EXERCISE INSTRUCTIONS -
Once you have read the records below, write them all out exactly as given.

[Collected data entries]
--

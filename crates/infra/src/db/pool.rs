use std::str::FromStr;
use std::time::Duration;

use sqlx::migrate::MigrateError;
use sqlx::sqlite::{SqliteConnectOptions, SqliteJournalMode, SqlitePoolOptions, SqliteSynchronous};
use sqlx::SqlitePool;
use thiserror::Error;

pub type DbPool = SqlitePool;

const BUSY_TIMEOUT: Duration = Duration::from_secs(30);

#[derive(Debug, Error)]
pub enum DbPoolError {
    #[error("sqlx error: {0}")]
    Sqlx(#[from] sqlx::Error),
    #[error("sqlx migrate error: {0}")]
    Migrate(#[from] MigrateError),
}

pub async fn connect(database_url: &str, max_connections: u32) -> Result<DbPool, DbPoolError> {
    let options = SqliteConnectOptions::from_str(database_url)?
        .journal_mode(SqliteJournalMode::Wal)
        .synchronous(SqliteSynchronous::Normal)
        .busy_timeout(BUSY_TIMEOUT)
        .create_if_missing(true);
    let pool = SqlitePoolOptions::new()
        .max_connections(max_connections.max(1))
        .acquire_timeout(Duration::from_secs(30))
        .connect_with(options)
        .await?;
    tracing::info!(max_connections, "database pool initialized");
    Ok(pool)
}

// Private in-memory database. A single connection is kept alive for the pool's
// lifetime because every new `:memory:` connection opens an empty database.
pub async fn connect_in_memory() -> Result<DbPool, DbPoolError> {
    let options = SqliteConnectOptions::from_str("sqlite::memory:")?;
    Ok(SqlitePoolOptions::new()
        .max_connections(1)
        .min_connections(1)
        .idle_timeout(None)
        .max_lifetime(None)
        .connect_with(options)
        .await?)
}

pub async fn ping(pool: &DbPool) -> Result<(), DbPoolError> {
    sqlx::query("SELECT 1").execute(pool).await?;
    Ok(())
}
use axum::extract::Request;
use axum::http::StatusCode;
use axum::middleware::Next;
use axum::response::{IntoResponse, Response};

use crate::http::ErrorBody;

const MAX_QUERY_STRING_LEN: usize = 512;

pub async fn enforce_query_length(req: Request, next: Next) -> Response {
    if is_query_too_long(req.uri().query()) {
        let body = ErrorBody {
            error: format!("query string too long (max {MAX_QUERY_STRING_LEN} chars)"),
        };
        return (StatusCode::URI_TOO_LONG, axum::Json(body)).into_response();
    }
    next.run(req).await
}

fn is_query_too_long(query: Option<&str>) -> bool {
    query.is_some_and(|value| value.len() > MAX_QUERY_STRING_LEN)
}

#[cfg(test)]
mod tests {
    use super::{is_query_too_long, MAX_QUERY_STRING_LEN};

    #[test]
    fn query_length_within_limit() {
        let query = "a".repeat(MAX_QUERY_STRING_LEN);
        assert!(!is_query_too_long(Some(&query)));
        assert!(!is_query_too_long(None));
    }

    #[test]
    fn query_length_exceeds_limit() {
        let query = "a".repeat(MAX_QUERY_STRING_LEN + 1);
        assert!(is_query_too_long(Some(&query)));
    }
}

--

WRITTEN RESPONSE -
filename crates/infra/src/db/pool.rs
use std::str::FromStr;
use std::time::Duration;

use sqlx::migrate::MigrateError;
use sqlx::sqlite::{SqliteConnectOptions, SqliteJournalMode, SqlitePoolOptions, SqliteSynchronous};
use sqlx::SqlitePool;
use thiserror::Error;

pub type DbPool = SqlitePool;

const BUSY_TIMEOUT: Duration = Duration::from_secs(30);

#[derive(Debug, Error)]
pub enum DbPoolError {
    #[error("sqlx error: {0}")]
    Sqlx(#[from] sqlx::Error),
    #[error("sqlx migrate error: {0}")]
    Migrate(#[from] MigrateError),
}

pub async fn connect(database_url: &str, max_connections: u32) -> Result<DbPool, DbPoolError> {
    let options = SqliteConnectOptions::from_str(database_url)?
        .journal_mode(SqliteJournalMode::Wal)
        .synchronous(SqliteSynchronous::Normal)
        .busy_timeout(BUSY_TIMEOUT)
        .create_if_missing(true);
    let pool = SqlitePoolOptions::new()
        .max_connections(max_connections.max(1))
        .acquire_timeout(Duration::from_secs(30))
        .connect_with(options)
        .await?;
    tracing::info!(max_connections, "database pool initialized");
    Ok(pool)
}

// Private in-memory database. A single connection is kept alive for the pool's
// lifetime because every new `:memory:` connection opens an empty database.
pub async fn connect_in_memory() -> Result<DbPool, DbPoolError> {
    let options = SqliteConnectOptions::from_str("sqlite::memory:")?;
    Ok(SqlitePoolOptions::new()
        .max_connections(1)
        .min_connections(1)
        .idle_timeout(None)
        .max_lifetime(None)
        .connect_with(options)
        .await?)
}

pub async fn ping(pool: &DbPool) -> Result<(), DbPoolError> {
    sqlx::query("SELECT 1").execute(pool).await?;
    Ok(())
}
use axum::extract::Request;
use axum::http::StatusCode;
use axum::middleware::Next;
use axum::response::{IntoResponse, Response};

use crate::http::ErrorBody;

const MAX_QUERY_STRING_LEN: usize = 512;

pub async fn enforce_query_length(req: Request, next: Next) -> Response {
    if is_query_too_long(req.uri().query()) {
        let body = ErrorBody {
            error: format!("query string too long (max {MAX_QUERY_STRING_LEN} chars)"),
        };
        return (StatusCode::URI_TOO_LONG, axum::Json(body)).into_response();
    }
    next.run(req).await
}

fn is_query_too_long(query: Option<&str>) -> bool {
    query.is_some_and(|value| value.len() > MAX_QUERY_STRING_LEN)
}

#[cfg(test)]
mod tests {
    use super::{is_query_too_long, MAX_QUERY_STRING_LEN};

    #[test]
    fn query_length_within_limit() {
        let query = "a".repeat(MAX_QUERY_STRING_LEN);
        assert!(!is_query_too_long(Some(&query)));
        assert!(!is_query_too_long(None));
    }

    #[test]
    fn query_length_exceeds_limit() {
        let query = "a".repeat(MAX_QUERY_STRING_LEN + 1);
        assert!(is_query_too_long(Some(&query)));
    }
}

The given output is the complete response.